→ **Task requirements**:
As the answer, give a copy of each line below that includes the word "Result".

--- Data to examine Enclosed Below ---

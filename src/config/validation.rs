//! Configuration validation.
//!
//! # Responsibilities
//! - Semantic validation (serde handles syntactic)
//! - Validate addresses and value ranges
//!
//! # Design Decisions
//! - Returns all validation errors, not just the first
//! - Validation is a pure function: ShellConfig → Result<(), Vec<ValidationError>>

use std::net::SocketAddr;

use thiserror::Error;

use crate::config::schema::ShellConfig;

pub const LOG_LEVELS: [&str; 5] = ["trace", "debug", "info", "warn", "error"];

#[derive(Debug, Clone, Error, PartialEq, Eq)]
pub enum ValidationError {
    #[error("{field}: '{value}' is not a valid socket address")]
    InvalidAddress { field: &'static str, value: String },

    #[error("{field} must be greater than zero")]
    Zero { field: &'static str },

    #[error("unknown log level '{0}'")]
    UnknownLogLevel(String),
}

/// Check a parsed config for semantic errors.
pub fn validate_config(config: &ShellConfig) -> Result<(), Vec<ValidationError>> {
    let mut errors = Vec::new();

    check_address(
        "listener.bind_address",
        &config.listener.bind_address,
        &mut errors,
    );

    if config.timeouts.request_secs == 0 {
        errors.push(ValidationError::Zero {
            field: "timeouts.request_secs",
        });
    }

    let level = config.observability.log_level.to_lowercase();
    if !LOG_LEVELS.contains(&level.as_str()) {
        errors.push(ValidationError::UnknownLogLevel(
            config.observability.log_level.clone(),
        ));
    }

    if config.observability.metrics_enabled {
        check_address(
            "observability.metrics_address",
            &config.observability.metrics_address,
            &mut errors,
        );
    }

    if errors.is_empty() {
        Ok(())
    } else {
        Err(errors)
    }
}

fn check_address(field: &'static str, value: &str, errors: &mut Vec<ValidationError>) {
    if value.parse::<SocketAddr>().is_err() {
        errors.push(ValidationError::InvalidAddress {
            field,
            value: value.to_string(),
        });
    }
}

--- End of Enclosed Data to examine ---

→ **Your response**:
//! - Validation is a pure function: ShellConfig → Result<(), Vec<ValidationError>>
pub fn validate_config(config: &ShellConfig) -> Result<(), Vec<ValidationError>> {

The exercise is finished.